Sunday, February 26, 2012

STEM and China

As Paul Borawski mentioned in his blog this month, it is critical for America to enhance our educational systems toward Science, Technology, Engineering and Mathematics (STEM). Our country became great in no small part because of the effort of the members of the STEM careers, particularly during and after World War II. Other than building the foundation of America's success during most of the 20th century STEM education is important because of the changing business environment in the world.

Many people might think that since manufacturing has been leaving the U.S. in the past 30 years that there is less need for people to study in the STEM fields. This is simply untrue. Yes, the bulk of manufacturing in the U.S. has since moved out of the country, first to Mexico and then to Asia, but the work that is needed to engineer and design the products that are manufactured still take place mainly in the U.S. I've visited the engineering centers of GM, Ford and Chrysler. They each have a campus or even small city dedicated to engineering the best automobiles in the world. The results of their work are manufactured in the U.S. and in many other countries. Apple is another example of a company that does its design work in the U.S. but manufactures its products elsewhere ("Designed by Apple in California Assembled in China").

Besides this need for engineering expertise at home, there is an even more pressing need to maintain our global competitiveness. The country where I live now has experienced an explosive growth in the past 30 years with all of the good and bad things that come with it. However, it is now changing from simply a manufacturing base to an engineering base. As the east coast of China becomes more expensive the actual manufacturing is moving further inland or even to cheaper countries (e.g. Vietnam). But like the U.S. before it, the engineering knowledge on the east coast (Shanghai, Beijing, Shenzhen, etc.) is growing. I know because I work with Chinese engineers on a regular basis. I've worked with Japanese, German and American engineers also and I can tell you that Chinese engineers are already at the same level of expertise as engineers in those countries. The fact that STEM education is a core in the Chinese system (regardless of educational major or interest) is a main factor in their fast growth of engineering knowledge. Chinese kids routinely spend several hours on homework per day and much of it is mathematics. My girlfriend's daughter is eight years old and she does math using both Chinese and English story problems; pages and pages of them everyday. It is obvious to me that STEM education in Asia (not only China but Japan and Korea) is a driving force for the success of the region and it will continue to be such a force. North America can no longer afford to give STEM education short-shrift.

There needs to be a re-focus on STEM education at all levels but particularly at the elementary level. Students need to see STEM as interesting and safe at an early age, not be bombarded with it later. And a certain level of STEM (particularly math) should be required by all college students regardless of major. It is only by embracing STEM topics that the U.S. can retain some level of engineering and manufacturing prowess. In the past generation China has taken much of the manufacturing from the U.S., we can't allow the next generation of engineering to go the same way.
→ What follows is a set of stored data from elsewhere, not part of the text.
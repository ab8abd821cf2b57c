// SPDX-License-Identifier: BUSL-1.1
// Copyright (c) 2026 Alfred Jean LLC

//! Fake multiplexer adapter for testing
#![cfg_attr(coverage_nightly, coverage(off))]

use super::{is_valid_key, MuxAdapter, MuxError, MuxSession};
use async_trait::async_trait;
use coders_core::{SessionId, SESSION_PREFIX};
use parking_lot::Mutex;
use std::collections::BTreeMap;
use std::path::{Path, PathBuf};
use std::sync::Arc;

/// Recorded multiplexer call
#[derive(Debug, Clone)]
pub enum MuxCall {
    CreateDetached {
        id: SessionId,
        cwd: PathBuf,
        command_line: String,
    },
    Kill {
        id: SessionId,
    },
    SendText {
        id: SessionId,
        text: String,
    },
    SendKey {
        id: SessionId,
        key: String,
    },
    DisplayMessage {
        id: SessionId,
        message: String,
    },
}

/// Fake session state
#[derive(Debug, Clone)]
pub struct FakeMuxSession {
    pub cwd: PathBuf,
    pub command_line: String,
    pub output: Vec<String>,
    pub pids: Vec<u32>,
    pub alive: bool,
    pub created_at: u64,
    /// What `tool_process_running` reports for this session.
    pub tool_running: bool,
}

struct FakeMuxState {
    sessions: BTreeMap<String, FakeMuxSession>,
    calls: Vec<MuxCall>,
    spawn_tool_running: bool,
}

impl Default for FakeMuxState {
    fn default() -> Self {
        Self {
            sessions: BTreeMap::new(),
            calls: Vec::new(),
            spawn_tool_running: true,
        }
    }
}

/// Fake multiplexer adapter for testing
#[derive(Clone, Default)]
pub struct FakeMux {
    inner: Arc<Mutex<FakeMuxState>>,
}

impl FakeMux {
    pub fn new() -> Self {
        Self::default()
    }

    /// Get all recorded calls
    pub fn calls(&self) -> Vec<MuxCall> {
        self.inner.lock().calls.clone()
    }

    /// Get a session by id
    pub fn session(&self, id: &SessionId) -> Option<FakeMuxSession> {
        self.inner.lock().sessions.get(id.as_str()).cloned()
    }

    /// Pre-seed a session without going through `create_detached`.
    pub fn add_session(&self, id: &SessionId, session: FakeMuxSession) {
        self.inner
            .lock()
            .sessions
            .insert(id.to_string(), session);
    }

    /// Set pane output lines
    pub fn set_output(&self, id: &SessionId, output: Vec<String>) {
        if let Some(session) = self.inner.lock().sessions.get_mut(id.as_str()) {
            session.output = output;
        }
    }

    /// Set pane process ids
    pub fn set_pids(&self, id: &SessionId, pids: Vec<u32>) {
        if let Some(session) = self.inner.lock().sessions.get_mut(id.as_str()) {
            session.pids = pids;
        }
    }

    /// Mark the session's pane as dead (session listed, no processes)
    pub fn set_dead(&self, id: &SessionId) {
        if let Some(session) = self.inner.lock().sessions.get_mut(id.as_str()) {
            session.pids.clear();
            session.alive = false;
            session.tool_running = false;
        }
    }

    /// Whether sessions created via `create_detached` start with a live
    /// tool process (default true).
    pub fn set_spawn_tool_running(&self, running: bool) {
        self.inner.lock().spawn_tool_running = running;
    }

    /// Control what `tool_process_running` reports.
    pub fn set_tool_running(&self, id: &SessionId, running: bool) {
        if let Some(session) = self.inner.lock().sessions.get_mut(id.as_str()) {
            session.tool_running = running;
        }
    }

    /// Remove the session entirely, as an external `kill-session` would.
    pub fn remove_session(&self, id: &SessionId) {
        self.inner.lock().sessions.remove(id.as_str());
    }
}

impl FakeMuxSession {
    /// A running session with one shell pid and a live tool process.
    pub fn running(cwd: impl Into<PathBuf>) -> Self {
        Self {
            cwd: cwd.into(),
            command_line: String::new(),
            output: Vec::new(),
            pids: vec![1000],
            alive: true,
            created_at: 0,
            tool_running: true,
        }
    }
}

#[async_trait]
impl MuxAdapter for FakeMux {
    async fn session_exists(&self, id: &SessionId) -> Result<bool, MuxError> {
        Ok(self.inner.lock().sessions.contains_key(id.as_str()))
    }

    async fn create_detached(
        &self,
        id: &SessionId,
        cwd: &Path,
        command_line: &str,
    ) -> Result<(), MuxError> {
        let mut inner = self.inner.lock();
        inner.calls.push(MuxCall::CreateDetached {
            id: id.clone(),
            cwd: cwd.to_path_buf(),
            command_line: command_line.to_string(),
        });
        let tool_running = inner.spawn_tool_running;
        inner.sessions.insert(
            id.to_string(),
            FakeMuxSession {
                cwd: cwd.to_path_buf(),
                command_line: command_line.to_string(),
                output: Vec::new(),
                pids: vec![1000],
                alive: true,
                created_at: 0,
                tool_running,
            },
        );
        Ok(())
    }

    async fn kill(&self, id: &SessionId) -> Result<(), MuxError> {
        let mut inner = self.inner.lock();
        inner.calls.push(MuxCall::Kill { id: id.clone() });
        inner.sessions.remove(id.as_str());
        Ok(())
    }

    async fn list(&self) -> Result<Vec<MuxSession>, MuxError> {
        Ok(self
            .inner
            .lock()
            .sessions
            .iter()
            .filter(|(name, _)| name.starts_with(SESSION_PREFIX))
            .map(|(name, session)| MuxSession {
                id: SessionId::new(name.as_str()),
                window_count: 1,
                created_at: session.created_at,
            })
            .collect())
    }

    async fn pane_pids(&self, id: &SessionId) -> Result<Vec<u32>, MuxError> {
        match self.inner.lock().sessions.get(id.as_str()) {
            Some(session) => Ok(session.pids.clone()),
            None => Err(MuxError::NotFound(id.to_string())),
        }
    }

    async fn capture_pane(&self, id: &SessionId, tail_lines: u32) -> Result<String, MuxError> {
        match self.inner.lock().sessions.get(id.as_str()) {
            Some(session) => {
                let lines = &session.output;
                let start = lines.len().saturating_sub(tail_lines as usize);
                Ok(lines[start..].join("\n"))
            }
            None => Err(MuxError::NotFound(id.to_string())),
        }
    }

    async fn send_text(&self, id: &SessionId, text: &str) -> Result<(), MuxError> {
        let mut inner = self.inner.lock();
        if !inner.sessions.contains_key(id.as_str()) {
            return Err(MuxError::NotFound(id.to_string()));
        }
        inner.calls.push(MuxCall::SendText {
            id: id.clone(),
            text: text.to_string(),
        });
        Ok(())
    }

    async fn send_key(&self, id: &SessionId, key: &str) -> Result<(), MuxError> {
        if !is_valid_key(key) {
            return Err(MuxError::InvalidKey(key.to_string()));
        }
        let mut inner = self.inner.lock();
        if !inner.sessions.contains_key(id.as_str()) {
            return Err(MuxError::NotFound(id.to_string()));
        }
        inner.calls.push(MuxCall::SendKey {
            id: id.clone(),
            key: key.to_string(),
        });
        Ok(())
    }

    async fn tool_process_running(
        &self,
        id: &SessionId,
        _patterns: &[&str],
    ) -> Result<bool, MuxError> {
        match self.inner.lock().sessions.get(id.as_str()) {
            Some(session) => Ok(session.tool_running),
            None => Err(MuxError::NotFound(id.to_string())),
        }
    }

    async fn display_message(&self, id: &SessionId, message: &str) -> Result<(), MuxError> {
        self.inner.lock().calls.push(MuxCall::DisplayMessage {
            id: id.clone(),
            message: message.to_string(),
        });
        Ok(())
    }
}

#[cfg(test)]
#[path = "fake_tests.rs"]
mod tests;
// SPDX-License-Identifier: BUSL-1.1
// Copyright (c) 2026 Alfred Jean LLC

//! `coders spawn` - Launch a tool session for a task

use crate::client::try_connect_store;
use anyhow::{Context, Result};
use clap::Args;
use coders_adapters::TmuxMux;
use coders_core::{SystemClock, Tool, DEFAULT_MAX_RESTARTS};
use coders_engine::supervisor::backend_from_env;
use coders_engine::{launch, resolve_cwd, ExecSpawner, LaunchRequest};

#[derive(Args)]
pub struct SpawnArgs {
    /// Tool to run (claude, gemini, codex, opencode)
    #[arg(long, default_value = "claude")]
    pub tool: String,

    /// Task text embedded into the prompt
    #[arg(long, default_value = "")]
    pub task: String,

    /// Working directory (absolute, relative, or a zoxide query)
    #[arg(long)]
    pub cwd: Option<String>,

    /// Model override passed to the tool
    #[arg(long)]
    pub model: Option<String>,

    /// Do not start a heartbeat emitter for this session
    #[arg(long)]
    pub no_heartbeat: bool,

    /// Restart the session when the tool crashes
    #[arg(long)]
    pub restart_on_crash: bool,

    /// Restart budget for --restart-on-crash
    #[arg(long, default_value_t = DEFAULT_MAX_RESTARTS)]
    pub max_restarts: u32,

    /// Route the tool through the alternate backend configured via
    /// CODERS_BACKEND_URL / CODERS_BACKEND_TOKEN
    #[arg(long)]
    pub alt_backend: bool,
}

pub async fn run(args: SpawnArgs) -> Result<()> {
    let tool: Tool = args
        .tool
        .parse()
        .with_context(|| "config: invalid --tool")?;

    let cwd = match &args.cwd {
        Some(raw) => resolve_cwd(raw).await.context("spawn")?,
        None => std::env::current_dir().context("spawn: cannot resolve current directory")?,
    };

    let store = try_connect_store().await;
    let mux = TmuxMux::new();

    let mut request = LaunchRequest::new(tool, args.task, cwd);
    request.model = args.model;
    request.heartbeat = !args.no_heartbeat;
    request.restart_on_crash = args.restart_on_crash;
    request.max_restarts = args.max_restarts;
    request.backend = backend_from_env(args.alt_backend);

    let report = launch(&mux, store.as_ref(), &ExecSpawner, &SystemClock, &request)
        .await
        .context("spawn")?;

    println!("session {} started", report.session_id);
    if !report.ready {
        println!("note: {} process not confirmed yet; check the pane", tool);
    }
    for warning in &report.warnings {
        println!("warning: {}", warning);
    }
    println!("attach with: tmux attach -t {}", report.session_id);
    Ok(())
}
A country that cannot engineer things cannot be successful.

Sunday, February 5, 2012

The Value of Quality

Paul Borawski recently blogged about the economic value of the Malcolm Baldridge quality award. He laments that people do not embrace more quality philosophies when faced with the stark data of how much money is wasted in business due to poor quality. From my experience, I have one theory why more people do not actively pursue quality in business: people do not understand the relationship between the investment in quality and the benefits.

As a context of my theory one can review the ongoing and colorful discussion in the ASQ LinkedIn group titled "Quality is Expensive! Do you agree?". The discussion has been ongoing for two months and at the time of this writing there are 179 comments (including one humble contribution from this author). It is obvious from that discussion and much that goes on in the business world that many people feel that quality is expensive, that quality requires an unacceptable investment in training, people or equipment. Is there a connection between reducing training, people and capital and the reduction of quality performance? Intuitively it seems like there should be a connection. In that case, it's our jobs as Quality professionals to educate our management about the benefits of investment in quality. It might be hard to pin down some of the benefits, especially qualitative ones (which cannot be accurately measured) but it is our responsibility to find those benefits and discuss them with the decision-makers in our companies. The key is to first understand the benefits and then to connect those benefits (outputs) with the inputs into the processes. You may not be able to make a strong mathematical model but it's important to understand the relationship. This relationship is the starting point and it is something that your management would be interested to know. In fact, understanding that relationship in your company would be a great competitive advantage. And that's the value of quality: increasing competitiveness. The sooner that you can understand that relationship and have that discussion with your management, the sooner investment (and quality) could increase.